Methidathion exposure may occur through various routes such as respiratory tract, digestive tract, and direct skin and eye contact. An Extension Toxicology Network entry notes that the harmful substance may interfere with enzymes that play a central role in respiration and central nervous system activities. The organophosphorous pesticide particularly targets the lungs and may cause respiratory depression, tightness in chest and labored breathing. Likewise, chronic chemical exposure may result in intense breathing problem and respiratory muscle paralysis.
Ingesting the harmful chemical may also lead to various gastrointestinal issues such as nausea, excessive salivation and abdominal cramps, as well as diarrhea and incontinence. Exposure to the hazardous compound is known to induce dizziness, convulsions and unconsciousness as well. The compound is also classified as potentially carcinogenic and may affect liver weight, gall bladder function and ovary size. Methidathion is found to cause blurred vision, muscle cramps and twitching and pupillary constriction too.
Furthermore, methidathion is known to contaminate water sources and impact aquatic ecosystems and animals. The organophosphorous pesticide is also highly toxic to birds and other insects.
Methidathion is notoriously detrimental to the respiratory system, the digestive tract and the central nervous system. The pesticide is also highly toxic to the muscles, eyes, and skin. Likewise, the harmful substance may impact the liver, gall bladder, and ovaries.
Methidathion is the primary ingredient in many commercially available pesticides such as Cobra, Cobracide, and Suprathion as well as Supracide, Ultracid, and Ultracide. The hazardous pesticide is currently available in emulsifiable concentrate or wettable powder formulations. Methidathion is commonly used in a variety of crops and ornamental plants such as sunflower, artichokes, apples and almonds.

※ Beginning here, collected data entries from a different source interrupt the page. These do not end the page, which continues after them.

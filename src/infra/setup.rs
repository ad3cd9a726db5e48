use std::fs::File;
use std::sync::Arc;

use tracing_subscriber::{EnvFilter, fmt, layer::SubscriberExt, util::SubscriberInitExt};

use crate::{
    adapters::storage::{FileStorage, InMemoryStorage},
    application::{ports::key_value_store::KeyValueStore, use_cases::state_store::StateStore},
    infra::config::AppConfig,
};

/// Process-wide services shared by every page load.
#[derive(Clone)]
pub struct AppState {
    pub config: Arc<AppConfig>,
    pub store: Arc<StateStore>,
}

pub fn init_app_state(config: AppConfig) -> AppState {
    let storage: Arc<dyn KeyValueStore> = match &config.storage_path {
        Some(path) => {
            tracing::debug!(path = %path.display(), "Using file-backed storage");
            Arc::new(FileStorage::new(path))
        }
        None => Arc::new(InMemoryStorage::new()),
    };

    let store = Arc::new(StateStore::new(storage, config.storage_key.clone()));

    AppState {
        config: Arc::new(config),
        store,
    }
}

pub fn init_tracing(config: &AppConfig) -> anyhow::Result<()> {
    let filter =
        EnvFilter::try_from_default_env().unwrap_or_else(|_| "mockflix=info".into());

    // Console logs go to stderr so rendered pages on stdout stay clean.
    let console_layer = fmt::layer()
        .with_target(false)
        .with_level(true)
        .with_writer(std::io::stderr)
        .compact();

    // File (structured JSON logs)
    let json_layer = match &config.log_file {
        Some(path) => Some(
            fmt::layer()
                .json()
                .with_writer(File::create(path)?)
                .with_current_span(true)
                .with_span_list(true),
        ),
        None => None,
    };

    tracing_subscriber::registry()
        .with(filter)
        .with(console_layer)
        .with(json_layer)
        .try_init()
        .ok();

    Ok(())
}

#[cfg(test)]
mod tests {
    use super::*;
    use crate::domain::entities::account_record::AccountPatch;

    #[test]
    fn test_memory_state_without_path() {
        let state = init_app_state(AppConfig::default());
        state.store.set(AccountPatch::logged_in(true)).unwrap();
        assert!(state.store.load().logged_in);
        assert_eq!(state.store.key(), "mockflix_state");
    }

    #[test]
    fn test_file_state_persists_across_instances() {
        let dir = tempfile::tempdir().unwrap();
        let config = || AppConfig::default().with_storage_path(Some(dir.path().join("profile.json")));

        init_app_state(config())
            .store
            .set(AccountPatch::logged_in(true))
            .unwrap();

        assert!(init_app_state(config()).store.load().logged_in);
    }
}
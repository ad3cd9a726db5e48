pub mod account_record;
pub mod billing_provider;
pub mod subscription_status;
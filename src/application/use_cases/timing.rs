use std::sync::Arc;

use tokio::{runtime::Handle, task::JoinHandle};
use tracing::instrument;

use crate::{
    app_error::{AppError, AppResult},
    application::ports::{control::Control, delay::DelayProvider},
};

/// Artificial latency for UI polish, backed by an injected `DelayProvider`.
#[derive(Clone)]
pub struct Timing {
    delays: Arc<dyn DelayProvider>,
}

impl Timing {
    pub fn new(delays: Arc<dyn DelayProvider>) -> Self {
        Self { delays }
    }

    pub fn is_test_mode(&self) -> bool {
        self.delays.is_test_mode()
    }

    /// Suspend the caller for one simulated network round trip.
    #[instrument(skip(self))]
    pub async fn simulated_delay(&self) {
        let latency = self.delays.latency();
        tracing::trace!(latency_ms = latency.as_millis() as u64, "Simulating latency");
        self.delays.sleep(latency).await;
    }

    /// Disable `control` now and re-enable it once the disable window elapses.
    ///
    /// The returned handle may be dropped; the timer still runs to completion.
    /// Outside a Tokio runtime this fails and the control is left untouched.
    pub fn temporarily_disable(&self, control: Arc<dyn Control>) -> AppResult<JoinHandle<()>> {
        let runtime = Handle::try_current()
            .map_err(|e| AppError::Internal(format!("no runtime for re-enable timer: {e}")))?;

        control.set_disabled(true);

        let window = self.delays.disable_window();
        let delays = self.delays.clone();
        Ok(runtime.spawn(async move {
            delays.sleep(window).await;
            control.set_disabled(false);
        }))
    }
}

Likewise, the pesticide is traditionally applied to cherries, citrus fruits and sorghum as well as cotton and alfalfa.
A safety data sheet released by the National Institute for Occupational Safety and Health (NIOSH) recommends that pesticide users wear protective clothing, eye gear and breathing equipment in order to avoid direct exposure. The safety guidelines also advise that victims who inhaled the chemical be taken to an area with fresh air. People who have had direct eye and skin contact are also advised to thoroughly wash their eyes and affected skin area with plenty of water. In addition, people who ingested the harmful chemical are encouraged to rise their mouth and drink a slurry of activated charcoal in water. The safety data sheet also suggests that the chemical be placed in a sealed container should an accidental spill occur in order to cut the risk of environmental contamination.
Methidathion causes respiratory depression, intense breathing problem and respiratory muscle paralysis.
Methidathion induces abdominal cramps, diarrhea and incontinence as well as convulsions and unconsciousness.
Methidathion exposure results in blurred vision, pupillary constriction and muscle cramps and twitching.
Methidathion is notoriously detrimental to the respiratory system, the digestive tract and the central nervous system.
Methidathion impacts reproductive health, muscular integrity and both eye and skin health.